▶ Aim of the task: Print the first line of the records below and every line after it, up to and including the line with "with defaults applied.". Print nothing else.

▶ Given records:

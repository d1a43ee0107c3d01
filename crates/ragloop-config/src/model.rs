//! Configuration schema for ragloop.

use crate::ConfigError;
use serde::{Deserialize, Serialize};

/// Root config for a ragloop query agent.
#[derive(Debug, Clone, Serialize, Deserialize, Default)]
pub struct RagloopConfig {
    #[serde(default, rename = "$schema")]
    pub schema: Option<String>,
    #[serde(default)]
    pub agent: AgentSettings,
    #[serde(default)]
    pub context: ContextSettings,
    #[serde(default)]
    pub history: HistorySettings,
}

impl RagloopConfig {
    /// Start building a config programmatically with defaults applied.
    pub fn builder() -> RagloopConfigBuilder {
        RagloopConfigBuilder::new()
    }

    /// Validate invariants that cannot be expressed in serde.
    pub fn validate(&self) -> Result<(), ConfigError> {
        let agent = &self.agent;
        if agent.top_k == 0 {
            return Err(invalid("agent.top_k", "must be at least 1"));
        }
        if !agent.similarity_threshold.is_finite()
            || !(0.0..=1.0).contains(&agent.similarity_threshold)
        {
            return Err(invalid(
                "agent.similarity_threshold",
                "must be between 0.0 and 1.0",
            ));
        }
        if agent.max_turns == 0 {
            return Err(invalid("agent.max_turns", "must be at least 1"));
        }
        if agent.web_max_results == 0 {
            return Err(invalid("agent.web_max_results", "must be at least 1"));
        }
        if agent.stage_timeout_ms == Some(0) {
            return Err(invalid("agent.stage_timeout_ms", "must be positive"));
        }
        if self.context.budget_chars == 0 {
            return Err(invalid("context.budget_chars", "must be at least 1"));
        }
        let threshold = self.history.capture.secret_entropy_threshold;
        if !threshold.is_finite() || threshold < 0.0 {
            return Err(invalid(
                "history.capture.secret_entropy_threshold",
                "must be a non-negative number",
            ));
        }
        Ok(())
    }
}

fn invalid(path: &str, message: &str) -> ConfigError {
    ConfigError::InvalidField {
        path: path.to_string(),
        message: message.to_string(),
    }
}

/// Builder for assembling a `RagloopConfig` in code.
#[derive(Debug, Default, Clone)]
pub struct RagloopConfigBuilder {
    config: RagloopConfig,
}

impl RagloopConfigBuilder {
    /// Create a new builder seeded with default config values.
    pub fn new() -> Self {
        Self {
            config: RagloopConfig::default(),
        }
    }

    /// Replace the retrieval and history window settings.
    pub fn agent(mut self, agent: AgentSettings) -> Self {
        self.config.agent = agent;
        self
    }

    /// Replace the prompt composition settings.
    pub fn context(mut self, context: ContextSettings) -> Self {
        self.config.context = context;
        self
    }

    /// Replace the history persistence settings.
    pub fn history(mut self, history: HistorySettings) -> Self {
        self.config.history = history;
        self
    }

    /// Finalize and validate the built config.
    pub fn build(self) -> Result<RagloopConfig, ConfigError> {
        self.config.validate()?;
        Ok(self.config)
    }
}

/// Retrieval and history window settings.
#[derive(Debug, Clone, Serialize, Deserialize)]
pub struct AgentSettings {
    #[serde(default = "default_top_k")]
    pub top_k: usize,
    #[serde(default = "default_similarity_threshold")]
    pub similarity_threshold: f32,
    #[serde(default = "default_max_turns")]
    pub max_turns: usize,
    #[serde(default)]
    pub web_search_enabled: bool,
    #[serde(default = "default_web_max_results")]
    pub web_max_results: usize,
    #[serde(default)]
    pub stage_timeout_ms: Option<u64>,
}

impl Default for AgentSettings {
    fn default() -> Self {
        Self {
            top_k: default_top_k(),
            similarity_threshold: default_similarity_threshold(),
            max_turns: default_max_turns(),
            web_search_enabled: false,
            web_max_results: default_web_max_results(),
            stage_timeout_ms: None,
        }
    }
}

/// Default number of passages requested per query.
fn default_top_k() -> usize {
    5
}

/// Default minimum similarity for local passages.
fn default_similarity_threshold() -> f32 {
    0.7
}

/// Default number of question/answer pairs kept in history.
fn default_max_turns() -> usize {
    10
}

/// Default number of web results blended into a query.
fn default_web_max_results() -> usize {
    3
}

/// Prompt composition settings.
#[derive(Debug, Clone, Serialize, Deserialize)]
pub struct ContextSettings {
    #[serde(default = "default_budget_chars")]
    pub budget_chars: usize,
    #[serde(default)]
    pub instructions: Option<String>,
    #[serde(default)]
    pub history_pairs: Option<usize>,
}

impl Default for ContextSettings {
    fn default() -> Self {
        Self {
            budget_chars: default_budget_chars(),
            instructions: None,
            history_pairs: None,
        }
    }
}

/// Default prompt size budget in characters.
fn default_budget_chars() -> usize {
    12_000
}

/// History persistence settings.
#[derive(Debug, Clone, Serialize, Deserialize)]
pub struct HistorySettings {
    #[serde(default)]
    pub persist: bool,
    #[serde(default)]
    pub path: Option<String>,
    #[serde(default = "default_transcript_name")]
    pub name: String,
    #[serde(default)]
    pub capture: CaptureSettings,
}

impl Default for HistorySettings {
    fn default() -> Self {
        Self {
            persist: false,
            path: None,
            name: default_transcript_name(),
            capture: CaptureSettings::default(),
        }
    }
}

/// Default transcript file stem.
fn default_transcript_name() -> String {
    "transcript".to_string()
}

/// Sanitisation applied to turns before they are stored.
#[derive(Debug, Clone, Serialize, Deserialize)]
pub struct CaptureSettings {
    #[serde(default)]
    pub redact_patterns: Vec<String>,
    #[serde(default = "default_detect_secrets")]
    pub detect_secrets: bool,
    #[serde(default = "default_secret_entropy_threshold")]
    pub secret_entropy_threshold: f32,
    #[serde(default)]
    pub max_message_chars: Option<usize>,
}

impl Default for CaptureSettings {
    fn default() -> Self {
        Self {
            redact_patterns: Vec::new(),
            detect_secrets: default_detect_secrets(),
            secret_entropy_threshold: default_secret_entropy_threshold(),
            max_message_chars: None,
        }
    }
}

/// Default toggle for secret detection in history capture.
fn default_detect_secrets() -> bool {
    true
}

/// Default entropy threshold for identifying secrets.
fn default_secret_entropy_threshold() -> f32 {
    3.7
}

▶ Exercise output:
repository d1a43ee0107c3d01
filename crates/ragloop-config/src/model.rs
//! Configuration schema for ragloop.

use crate::ConfigError;
use serde::{Deserialize, Serialize};

/// Root config for a ragloop query agent.
#[derive(Debug, Clone, Serialize, Deserialize, Default)]
pub struct RagloopConfig {
    #[serde(default, rename = "$schema")]
    pub schema: Option<String>,
    #[serde(default)]
    pub agent: AgentSettings,
    #[serde(default)]
    pub context: ContextSettings,
    #[serde(default)]
    pub history: HistorySettings,
}

impl RagloopConfig {
    /// Start building a config programmatically with defaults applied.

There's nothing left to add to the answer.